Track: Big Data and Analytics
Abstract
The purpose of this STEM project is to determine which Starbucks drinks among all coffee and tea options are best for Cardiovascular Disease (CVD) prevention. In order to do this, a health index was constructed considering different variables, including: saturated fat, cholesterol, sodium, carbohydrates, dietary fiber, sugars, protein, and caffeine. Each variable was assigned a weighting coefficient, with lower coefficients assigned to the factors that are more harmful and higher ones to those that are more beneficial. Therefore, drinks with the highest health index are determined to be the most beneficial to preventing CVD. Principal Components Analysis (PCA) was used to explore all factors in the analysis and to inform on the utility of the health index in relation to its link to CVD prevention. PCA was successfully able to decompose the dominant sources of variability in relation to the Health Index, where 66.4% and 12.6% of variation were attributable to Principal Components 1 (Prin 1) and 2 (Prin 2), respectively. Therefore, 79% of the total variation was explained on the basis of the first two Principal Components. Prin 1 did a good job grouping the data, separating Frappuccino Blended and Espresso beverages in one cluster, and mainly Cold Brew, Freshly Brewed, and Tea in another.
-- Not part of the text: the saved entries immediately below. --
#[cfg(test)]
#[allow(clippy::unwrap_used, clippy::expect_used)]
mod tests {
    use super::*;
    use crate::scanner::ScannedFolder;

    fn file(relative_path: &str, size_bytes: u64) -> ScannedFile {
        let name = relative_path.rsplit('/').next().unwrap().to_string();
        ScannedFile {
            name,
            relative_path: relative_path.to_string(),
            size_bytes,
        }
    }

    #[test]
    fn test_format_size() {
        assert_eq!(format_size(0), "0 B");
        assert_eq!(format_size(500), "500 B");
        assert_eq!(format_size(1024), "1 KB");
        assert_eq!(format_size(1536), "1.5 KB");
        assert_eq!(format_size(5 * 1024 * 1024), "5 MB");
        assert_eq!(format_size(1_288_490_189), "1.2 GB");
        assert_eq!(format_size(3 * 1024_u64.pow(4)), "3 TB");
        assert_eq!(format_size(2048 * 1024_u64.pow(4)), "2048 TB");
    }

    #[test]
    fn test_root_file_and_subdirectory() {
        let scan = ScannedDirectory {
            root_videos: vec![file("intro.mp4", 10)],
            folders: vec![ScannedFolder {
                name: "Season 1".to_string(),
                videos: vec![file("Season 1/ep10.mkv", 5), file("Season 1/ep2.mkv", 7)],
            }],
        };

        let playlists = assemble(scan);
        assert_eq!(playlists.len(), 2);

        assert_eq!(playlists[0].name, ROOT_PLAYLIST_NAME);
        assert!(playlists[0].is_root());
        assert_eq!(playlists[0].video_count, 1);
        assert_eq!(playlists[0].videos[0].index, 0);

        assert_eq!(playlists[1].id, "Season 1");
        assert_eq!(playlists[1].video_count, 2);
        assert_eq!(playlists[1].videos[0].original_name, "ep2.mkv");
        assert_eq!(playlists[1].videos[0].index, 0);
        assert_eq!(playlists[1].videos[1].original_name, "ep10.mkv");
        assert_eq!(playlists[1].videos[1].index, 1);
        assert_eq!(playlists[1].total_bytes, 12);
        assert_eq!(playlists[1].total_size, "12 B");
    }

    #[test]
    fn test_empty_folder_is_omitted() {
        let scan = ScannedDirectory {
            root_videos: vec![],
            folders: vec![
                ScannedFolder {
                    name: "Empty".to_string(),
                    videos: vec![],
                },
                ScannedFolder {
                    name: "Full".to_string(),
                    videos: vec![file("Full/a.mp4", 1)],
                },
            ],
        };

        let playlists = assemble(scan);
        assert_eq!(playlists.len(), 1);
        assert_eq!(playlists[0].id, "Full");
    }

    #[test]
    fn test_folders_sorted_naturally() {
        let folder = |name: &str| ScannedFolder {
            name: name.to_string(),
            videos: vec![file(&format!("{name}/x.mp4"), 1)],
        };
        let scan = ScannedDirectory {
            root_videos: vec![],
            folders: vec![folder("Part 10"), folder("part 2"), folder("Part 1")],
        };

        let names: Vec<String> = assemble(scan).into_iter().map(|p| p.name).collect();
        assert_eq!(names, vec!["Part 1", "part 2", "Part 10"]);
    }

    #[test]
    fn test_video_ids_and_titles() {
        let scan = ScannedDirectory {
            root_videos: vec![file("Show.S01E01.[Grp].720p.mp4", 1)],
            folders: vec![ScannedFolder {
                name: "Extras".to_string(),
                videos: vec![file("Extras/making_of.webm", 1)],
            }],
        };

        let playlists = assemble(scan);
        let root = &playlists[0].videos[0];
        assert_eq!(root.id, "Show.S01E01.[Grp].720p.mp4");
        assert_eq!(root.path, root.id);
        assert_eq!(root.title, "Show S01E01");

        let extra = &playlists[1].videos[0];
        assert_eq!(extra.id, "Extras/making_of.webm");
        assert_eq!(extra.title, "making of");
        assert_eq!(extra.playback, PlaybackState::NotStarted);
    }

    #[test]
    fn test_assemble_is_deterministic() {
        let make = |order: &[&str]| ScannedDirectory {
            root_videos: order.iter().map(|n| file(n, 1)).collect(),
            folders: vec![],
        };
        let a = assemble(make(&["b.mp4", "a.mp4", "10.mp4", "9.mp4"]));
        let b = assemble(make(&["9.mp4", "10.mp4", "a.mp4", "b.mp4"]));
        assert_eq!(a, b);
    }

    #[test]
    fn test_playlist_watch_stats_and_next() {
        let mut playlist = Playlist::from_videos(
            "A",
            "A",
            vec![Video::new("A/1.mp4", "1.mp4", 1), Video::new("A/2.mp4", "2.mp4", 1)],
        );
        assert_eq!(playlist.watched_count(), 0);
        assert!(!playlist.is_finished());
        assert_eq!(playlist.next_video(0).map(|v| v.id.as_str()), Some("A/2.mp4"));
        assert!(playlist.next_video(1).is_none());

        for video in &mut playlist.videos {
            video.playback = PlaybackState::Watched {
                current_time: 10.0,
                duration: 10.0,
            };
        }
        assert_eq!(playlist.watched_count(), 2);
        assert!(playlist.is_finished());
    }

    #[test]
    fn test_handle_label() {
        assert_eq!(handle_label("My Lectures 2024"), "@local_mylectures2024");
    }

    #[test]
    fn test_channel_lookup() {
        let channel = Channel::new(
            "c1",
            "Videos",
            vec![Playlist::from_videos("A", "A", vec![Video::new("A/1.mp4", "1.mp4", 1)])],
        );
        assert_eq!(channel.display_name, "Videos");
        assert_eq!(channel.handle, "@local_videos");
        assert!(channel.find_playlist("A").is_some());
        assert!(channel.find_video("A/1.mp4").is_some());
        assert!(channel.find_video("B/1.mp4").is_none());
        assert_eq!(channel.video_count(), 1);
    }

    #[test]
    fn test_playback_state_accessors() {
        let state = PlaybackState::InProgress {
            current_time: 30.0,
            duration: 120.0,
        };
        assert_eq!(state.current_time(), Some(30.0));
        assert_eq!(state.duration(), Some(120.0));
        assert!(!state.is_watched());
        assert_eq!(state.resume_position(), 30.0);
        assert_eq!(state.fraction(), 0.25);
        assert_eq!(PlaybackState::NotStarted.resume_position(), 0.0);
    }

    #[test]
    fn test_playback_state_serialization() {
        let state = PlaybackState::InProgress {
            current_time: 120.0,
            duration: 600.0,
        };
        let json = serde_json::to_string(&state).expect("serialize failed");
        assert!(json.contains("\"state\":\"inProgress\""));
        assert!(json.contains("\"currentTime\":120.0"));
        let back: PlaybackState = serde_json::from_str(&json).expect("deserialize failed");
        assert_eq!(back, state);
    }

    #[test]
    fn test_video_missing_fields_default() {
        let video: Video =
            serde_json::from_str(r#"{"id":"a.mp4","title":"a","futureField":true}"#)
                .expect("deserialize failed");
        assert_eq!(video.id, "a.mp4");
        assert_eq!(video.playback, PlaybackState::NotStarted);
        assert_eq!(video.size_bytes, 0);
    }

    #[test]
    fn test_playback_state_null_seconds_read_as_zero() {
        let state: PlaybackState =
            serde_json::from_str(r#"{"state":"inProgress","currentTime":12.0,"duration":null}"#)
                .expect("deserialize failed");
        assert_eq!(
            state,
            PlaybackState::InProgress {
                current_time: 12.0,
                duration: 0.0,
            }
        );
        assert_eq!(state.fraction(), 0.0);
    }

    #[test]
    fn test_refresh_totals() {
        let mut playlist: Playlist = serde_json::from_str(
            r#"{"id":"A","videos":[{"id":"A/1.mp4","sizeBytes":1024},{"id":"A/2.mp4","sizeBytes":512}]}"#,
        )
        .expect("deserialize failed");
        assert_eq!(playlist.video_count, 0);

        playlist.refresh_totals();
        assert_eq!(playlist.video_count, 2);
        assert_eq!(playlist.total_bytes, 1536);
        assert_eq!(playlist.total_size, "1.5 KB");
        assert_eq!(playlist.videos[0].size, "1 KB");
    }
}
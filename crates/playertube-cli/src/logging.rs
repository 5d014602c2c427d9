//! Log setup for the `playertube` binary.
//!
//! Human-readable events go to stderr so stdout only carries command
//! output. A daily JSON log is kept under the data directory for
//! troubleshooting sync and import runs after the fact.

use std::path::PathBuf;

use tracing::Level;
use tracing_appender::{non_blocking::WorkerGuard, rolling};
use tracing_subscriber::{EnvFilter, Layer, fmt, layer::SubscriberExt, util::SubscriberInitExt};

const LOG_FILE_PREFIX: &str = "playertube.log";

/// Where logs go and how much of our own crates' output to keep.
#[derive(Debug, Clone)]
pub struct LoggingConfig {
    /// Directory for the rolling JSON log.
    pub log_directory: PathBuf,
    /// Level for `playertube` crates on stderr.
    pub console_level: Level,
    /// Level for `playertube` crates in the log file.
    pub file_level: Level,
}

impl Default for LoggingConfig {
    fn default() -> Self {
        Self {
            log_directory: default_log_directory(),
            console_level: Level::WARN,
            file_level: Level::INFO,
        }
    }
}

impl LoggingConfig {
    /// Debug builds log more to the file; the console stays quiet either way.
    #[must_use]
    pub fn auto() -> Self {
        let config = Self::default();
        if cfg!(debug_assertions) {
            Self {
                file_level: Level::DEBUG,
                ..config
            }
        } else {
            config
        }
    }

    /// Set the console level, e.g. for `--verbose`.
    #[must_use]
    pub const fn with_console_level(mut self, level: Level) -> Self {
        self.console_level = level;
        self
    }

    /// Console filter used when `RUST_LOG` is not set.
    #[must_use]
    pub fn console_directives(&self) -> String {
        crate_directives(self.console_level)
    }

    /// File filter.
    #[must_use]
    pub fn file_directives(&self) -> String {
        crate_directives(self.file_level)
    }
}

/// Keeps the file writer alive; pending lines are flushed on drop.
pub struct LoggingGuard {
    _file_guard: WorkerGuard,
}

/// Install the global subscriber.
///
/// # Errors
///
/// Returns an error if the log directory cannot be created or a subscriber
/// is already installed.
pub fn init(config: &LoggingConfig) -> Result<LoggingGuard, LoggingError> {
    std::fs::create_dir_all(&config.log_directory).map_err(|e| {
        LoggingError::DirectoryCreationFailed {
            path: config.log_directory.clone(),
            reason: e.to_string(),
        }
    })?;

    let (file_writer, file_guard) = tracing_appender::non_blocking(rolling::daily(
        &config.log_directory,
        LOG_FILE_PREFIX,
    ));

    // RUST_LOG only overrides the console.
    let console_filter = EnvFilter::try_from_default_env()
        .unwrap_or_else(|_| EnvFilter::new(config.console_directives()));

    let console_layer = fmt::layer()
        .with_writer(std::io::stderr)
        .with_target(false)
        .with_filter(console_filter);

    let file_layer = fmt::layer()
        .json()
        .with_writer(file_writer)
        .with_ansi(false)
        .with_file(true)
        .with_line_number(true)
        .with_filter(EnvFilter::new(config.file_directives()));

    tracing_subscriber::registry()
        .with(console_layer)
        .with(file_layer)
        .try_init()
        .map_err(|e| LoggingError::AlreadyInitialized(e.to_string()))?;

    Ok(LoggingGuard {
        _file_guard: file_guard,
    })
}

/// `<data_local_dir>/playertube/logs`.
#[must_use]
pub fn default_log_directory() -> PathBuf {
    dirs::data_local_dir()
        .unwrap_or_else(|| PathBuf::from("."))
        .join("playertube")
        .join("logs")
}

/// Dependencies stay at `warn`; our crates log at `level`.
fn crate_directives(level: Level) -> String {
    let level = level.as_str().to_lowercase();
    format!("warn,playertube={level},playertube_core={level}")
}

/// Errors from [`init`].
#[derive(Debug, thiserror::Error)]
pub enum LoggingError {
    /// The log directory could not be created.
    #[error("Failed to create log directory {path}: {reason}")]
    DirectoryCreationFailed {
        /// Directory that could not be created.
        path: PathBuf,
        /// Underlying reason.
        reason: String,
    },

    /// A global subscriber was already set.
    #[error("Logging already initialized: {0}")]
    AlreadyInitialized(String),
}
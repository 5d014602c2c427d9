//! Reconciling a rescanned catalog with stored playback progress.
//!
//! Identity is the video's path relative to the channel root. A file that
//! was renamed or moved is a new video and starts unplayed; no content
//! hashing is done to follow it.

use std::collections::HashMap;

use tracing::debug;

use crate::catalog::{PlaybackState, Playlist};

/// Merge a freshly assembled catalog with the previous one.
///
/// The structure (membership, order, indices, titles, sizes) comes from
/// `fresh`. Playback state is copied from `previous` for every video whose
/// id is present in both. Videos only in `previous` are dropped.
#[must_use]
pub fn merge_playlists(fresh: Vec<Playlist>, previous: &[Playlist]) -> Vec<Playlist> {
    let prior: HashMap<&str, PlaybackState> = previous
        .iter()
        .flat_map(|p| p.videos.iter())
        .map(|v| (v.id.as_str(), v.playback))
        .collect();

    let mut carried = 0usize;
    let merged: Vec<Playlist> = fresh
        .into_iter()
        .map(|mut playlist| {
            for video in &mut playlist.videos {
                video.playback = match prior.get(video.id.as_str()) {
                    Some(state) => {
                        carried += 1;
                        *state
                    }
                    None => PlaybackState::NotStarted,
                };
            }
            playlist
        })
        .collect();

    debug!(
        "Merged catalog: {} of {} previous video(s) carried over",
        carried,
        prior.len()
    );
    merged
}
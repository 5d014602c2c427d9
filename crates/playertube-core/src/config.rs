//! Application configuration management.
//!
//! Handles loading and saving settings: where the library snapshot and the
//! directory handles are stored, and how playback and scanning behave.

use std::fs;
use std::path::{Path, PathBuf};

use serde::{Deserialize, Serialize};
use tracing::{debug, info, warn};

use crate::error::{Error, Result};
use crate::progress::WATCHED_THRESHOLD;
use crate::scanner::ScanOptions;

const APP_DIR: &str = "playertube";

/// Application configuration.
#[derive(Debug, Clone, Serialize, Deserialize, PartialEq)]
pub struct AppConfig {
    /// Path of the library snapshot.
    #[serde(default = "default_library_file")]
    pub library_file: PathBuf,
    /// Path of the directory handle store.
    #[serde(default = "default_handles_file")]
    pub handles_file: PathBuf,
    /// Fraction of a video that must be played to mark it watched.
    #[serde(default = "default_watched_threshold")]
    pub watched_threshold: f64,
    /// Ignore subdirectories whose names start with `.`.
    #[serde(default = "default_true")]
    pub skip_hidden_directories: bool,
}

const fn default_true() -> bool {
    true
}

const fn default_watched_threshold() -> f64 {
    WATCHED_THRESHOLD
}

impl Default for AppConfig {
    fn default() -> Self {
        Self {
            library_file: default_library_file(),
            handles_file: default_handles_file(),
            watched_threshold: WATCHED_THRESHOLD,
            skip_hidden_directories: true,
        }
    }
}

impl AppConfig {
    /// Load configuration from `path`, or use defaults if it does not exist.
    ///
    /// # Errors
    ///
    /// Returns an error if the file exists but cannot be read or parsed.
    pub fn load_from(path: &Path) -> Result<Self> {
        if !path.exists() {
            debug!("Config file {} not found, using defaults", path.display());
            let config = Self::default();
            if let Err(e) = config.save_to(path) {
                warn!("Failed to save default config: {}", e);
            }
            return Ok(config);
        }

        let content = fs::read_to_string(path).map_err(|e| {
            Error::Configuration(format!("Failed to read {}: {e}", path.display()))
        })?;
        let config: Self = serde_json::from_str(&content)
            .map_err(|e| Error::Configuration(format!("Failed to parse config file: {e}")))?;
        config.validate()?;

        info!("Loaded config from {}", path.display());
        debug!("Library file: {}", config.library_file.display());
        Ok(config)
    }

    /// Save configuration to `path`, creating parent directories.
    ///
    /// # Errors
    ///
    /// Returns an error if the config file cannot be written.
    pub fn save_to(&self, path: &Path) -> Result<()> {
        if let Some(parent) = path.parent()
            && !parent.as_os_str().is_empty()
            && !parent.exists()
        {
            fs::create_dir_all(parent).map_err(|e| {
                Error::Configuration(format!(
                    "Failed to create config directory {}: {e}",
                    parent.display()
                ))
            })?;
        }

        let content = serde_json::to_string_pretty(self)?;
        fs::write(path, content).map_err(|e| {
            Error::Configuration(format!("Failed to write {}: {e}", path.display()))
        })?;

        info!("Saved config to {}", path.display());
        Ok(())
    }

    /// Update the watched threshold.
    ///
    /// # Errors
    ///
    /// Returns an error unless `threshold` is in `(0, 1)`.
    pub fn set_watched_threshold(&mut self, threshold: f64) -> Result<()> {
        validate_threshold(threshold)?;
        self.watched_threshold = threshold;
        info!("Updated watched threshold to {}", threshold);
        Ok(())
    }

    /// Scanner options derived from this configuration.
    #[must_use]
    pub const fn scan_options(&self) -> ScanOptions {
        ScanOptions {
            skip_hidden_directories: self.skip_hidden_directories,
        }
    }

    /// Get the path to the default config file.
    #[must_use]
    pub fn config_file_path() -> PathBuf {
        config_file_path()
    }

    fn validate(&self) -> Result<()> {
        validate_threshold(self.watched_threshold)
    }
}

fn validate_threshold(threshold: f64) -> Result<()> {
    if threshold > 0.0 && threshold < 1.0 {
        Ok(())
    } else {
        Err(Error::Configuration(format!(
            "Watched threshold must be in (0, 1), got {threshold}"
        )))
    }
}

fn data_dir() -> PathBuf {
    dirs::data_local_dir()
        .unwrap_or_else(|| PathBuf::from("."))
        .join(APP_DIR)
}

/// Default location of the library snapshot.
#[must_use]
pub fn default_library_file() -> PathBuf {
    data_dir().join("library.json")
}

/// Default location of the handle store.
#[must_use]
pub fn default_handles_file() -> PathBuf {
    data_dir().join("handles.json")
}

fn config_file_path() -> PathBuf {
    dirs::config_dir()
        .unwrap_or_else(|| dirs::data_local_dir().unwrap_or_else(|| PathBuf::from(".")))
        .join(APP_DIR)
        .join("config.json")
}

#[cfg(test)]
#[allow(clippy::unwrap_used, clippy::expect_used)]
mod tests {
    use super::*;
    use tempfile::TempDir;

    #[test]
    fn test_default_config() {
        let config = AppConfig::default();
        assert!(config.library_file.ends_with("library.json"));
        assert!(config.handles_file.ends_with("handles.json"));
        assert!((config.watched_threshold - 0.98).abs() < f64::EPSILON);
        assert!(config.skip_hidden_directories);
    }

    #[test]
    fn test_load_missing_writes_defaults() {
        let temp = TempDir::new().expect("Should create temp dir");
        let path = temp.path().join("conf").join("config.json");

        let config = AppConfig::load_from(&path).unwrap();
        assert_eq!(config, AppConfig::default());
        assert!(path.exists());
    }

    #[test]
    fn test_save_and_reload() {
        let temp = TempDir::new().expect("Should create temp dir");
        let path = temp.path().join("config.json");
        let config = AppConfig {
            library_file: PathBuf::from("/data/library.json"),
            skip_hidden_directories: false,
            ..Default::default()
        };

        config.save_to(&path).unwrap();
        assert_eq!(AppConfig::load_from(&path).unwrap(), config);
    }

    #[test]
    fn test_partial_file_uses_defaults() {
        let temp = TempDir::new().expect("Should create temp dir");
        let path = temp.path().join("config.json");
        fs::write(&path, r#"{"watched_threshold": 0.9}"#).unwrap();

        let config = AppConfig::load_from(&path).unwrap();
        assert!((config.watched_threshold - 0.9).abs() < f64::EPSILON);
        assert!(config.skip_hidden_directories);
        assert_eq!(config.handles_file, default_handles_file());
    }

    #[test]
    fn test_invalid_threshold_rejected() {
        let mut config = AppConfig::default();
        assert!(config.set_watched_threshold(0.0).is_err());
        assert!(config.set_watched_threshold(1.5).is_err());
        assert!(config.set_watched_threshold(f64::NAN).is_err());
        // Watched needs a ratio strictly above the threshold, so 1.0 is unreachable.
        assert!(config.set_watched_threshold(1.0).is_err());
        config.set_watched_threshold(0.9).unwrap();
        assert!((config.watched_threshold - 0.9).abs() < f64::EPSILON);
    }

    #[test]
    fn test_invalid_threshold_in_file() {
        let temp = TempDir::new().expect("Should create temp dir");
        let path = temp.path().join("config.json");
        fs::write(&path, r#"{"watched_threshold": 2.0}"#).unwrap();
        assert!(matches!(
            AppConfig::load_from(&path),
            Err(Error::Configuration(_))
        ));
    }

    #[test]
    fn test_corrupt_file() {
        let temp = TempDir::new().expect("Should create temp dir");
        let path = temp.path().join("config.json");
        fs::write(&path, "not json").unwrap();
        assert!(AppConfig::load_from(&path).is_err());
    }

    #[test]
    fn test_scan_options_follow_config() {
        let config = AppConfig {
            skip_hidden_directories: false,
            ..Default::default()
        };
        assert!(!config.scan_options().skip_hidden_directories);
    }
}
Prin 2 largely grouped data based on cholesterol and fat content, and held less explanatory power than Principal Component 1. The health index originally derived on the basis of the scientific research, largely corroborated the results of PCA 1 vs. Drink/ Drink Category. Hierarchical Clustering was used to form 3 clusters across drink categories, and results were taken together with the Health Index/ PCA to investigate which combined set of factors contributed most to CVD prevention. This project sheds light on smarter ordering at Starbucks, making people more aware of how diet ultimately affects health and more specifically, how smart drink choices can promote CVD prevention.